Куд-куда ты опять полетела, птица? На кого оставила своих птенчиков? Я хоть и чудовище, но считаю, что мама всегда должна быть рядом с детками. Впрочем, что ж ты не человек, что ли? Ну и куда ты вырвалась из своей клетки?
Ирина слушала лекцию, которая проходила в комнате исторического здания. Комната была неуютной, стены покрыты грибком, окошки маленькие и замызганные еще с осени. Вокруг сидели в основном мальчики и девочки полные надежд и творческих амбиций. Ирина разглядывала их профили, затылки и думала о том, что одному или двоим, из этих внимательных учеников суждено познать все радости и печали...
– Вот так, дорогие мои мальчики и столь же дорогие девочки! – коснулся Ирины приглушенный голос преподавателя.
– «О золотые замочки старинных книг!.. О, золотые свитки папируса…»

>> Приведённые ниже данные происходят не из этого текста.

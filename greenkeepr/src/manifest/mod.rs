//! Manifest handling per language.
//!
//! A [`ManifestHandler`] knows which files make up a module's manifest, which
//! report its checker writes, how to parse that report and how to apply it to
//! the manifest. Handlers are selected with [`handler_for`].

mod error;
mod javascript;
mod language;
mod ruby;

pub use error::ManifestError;
pub use javascript::PackageJson;
pub use language::Language;
pub use ruby::Gemfile;

use crate::report::{OutdatedReport, ReportError};
use crate::repository::ModuleConfig;

/// Result of applying a report to a manifest.
#[derive(Debug, Clone, PartialEq, Eq)]
pub struct PatchedManifest {
    /// Updated manifest content.
    pub content: String,

    /// Changed dependencies that were rewritten, in report order.
    pub patched: Vec<String>,

    /// Changed dependencies without a declaration in the manifest.
    pub unpatched: Vec<String>,
}

impl PatchedManifest {
    /// Returns true if no dependency was rewritten.
    #[must_use]
    pub fn is_unchanged(&self) -> bool {
        self.patched.is_empty()
    }
}

/// Language-specific manifest operations.
pub trait ManifestHandler: Send + Sync {
    /// Language served by this handler.
    fn language(&self) -> Language;

    /// Files extracted into the build cache, manifest first.
    fn files(&self) -> &'static [&'static str];

    /// The file rewritten by [`ManifestHandler::patch`].
    fn manifest_file(&self) -> &'static str;

    /// Lockfile regenerated after patching, if the language has one.
    fn lockfile(&self) -> Option<&'static str> {
        None
    }

    /// Command run in the checker image to regenerate the lockfile.
    fn lockfile_command(&self) -> Option<&'static [&'static str]> {
        None
    }

    /// Report file the checker writes into the build cache.
    fn report_file(&self) -> &'static str;

    /// Parses the checker report.
    fn parse_report(&self, raw: &str) -> Result<OutdatedReport, ReportError>;

    /// Pins every changed dependency of `report` at its latest version.
    fn patch(&self, manifest: &str, report: &OutdatedReport) -> Result<PatchedManifest, ManifestError>;

    /// Returns the repository-relative paths of [`ManifestHandler::files`].
    fn locate(&self, module: &ModuleConfig) -> Vec<String> {
        self.files()
            .iter()
            .map(|file| module.relative_file(file))
            .collect()
    }
}

static PACKAGE_JSON: PackageJson = PackageJson;
static GEMFILE: Gemfile = Gemfile;

/// Returns the handler for `language`.
pub fn handler_for(language: Language) -> &'static dyn ManifestHandler {
    match language {
        Language::Javascript => &PACKAGE_JSON,
        Language::Ruby => &GEMFILE,
    }
}

/// Returns the ordered manifest files of `module`, relative to the repository.
///
/// # Errors
///
/// Returns [`ManifestError::UnsupportedLanguage`] for unknown languages.
pub fn locate(module: &ModuleConfig) -> Result<Vec<String>, ManifestError> {
    let language: Language = module.language.parse()?;
    Ok(handler_for(language).locate(module))
}

#[cfg(test)]
mod tests {
    use super::*;

    #[test]
    fn locates_javascript_manifest() {
        let module = ModuleConfig::new("frontend", "javascript");
        assert_eq!(locate(&module).unwrap(), ["frontend/package.json"]);
    }

    #[test]
    fn locates_ruby_manifest_and_lockfile_in_order() {
        let module = ModuleConfig::new(".", "ruby");
        assert_eq!(locate(&module).unwrap(), ["Gemfile", "Gemfile.lock"]);
    }

    #[test]
    fn locate_rejects_unknown_language() {
        let module = ModuleConfig::new(".", "elixir");
        assert!(matches!(
            locate(&module),
            Err(ManifestError::UnsupportedLanguage { language }) if language == "elixir"
        ));
    }

    #[test]
    fn handlers_match_their_language() {
        for language in Language::ALL {
            let handler = handler_for(language);
            assert_eq!(handler.language(), language);
            assert_eq!(handler.files()[0], handler.manifest_file());
        }
    }
}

Женщина скорее не слушала лекцию Каравайтова, а внимала с каким-то непонятным удивлением, порой, не улавливая ни только смысла слов, но и самих слов. Лицо лектора, казалось ей милым, знающим страдание, но голос... Нет, голос как раз был обычным голосом нервного, нездорового, скорее всего желудком, человека. Манера говорить: ласковость назидательных интонаций и резкая категоричность мнения, как у церковного чиновника – увеличивало в душе Ирины интерес к этому человеку.
Голос Каравайтова интонационно то повышался, то опускался до такой глухости, что даже на шепот не был похож, звучал сам в себе. И в этот животный, неулавливаемый человеческим ухом звук, казалось, он вкладывает всю свою бездонную печаль.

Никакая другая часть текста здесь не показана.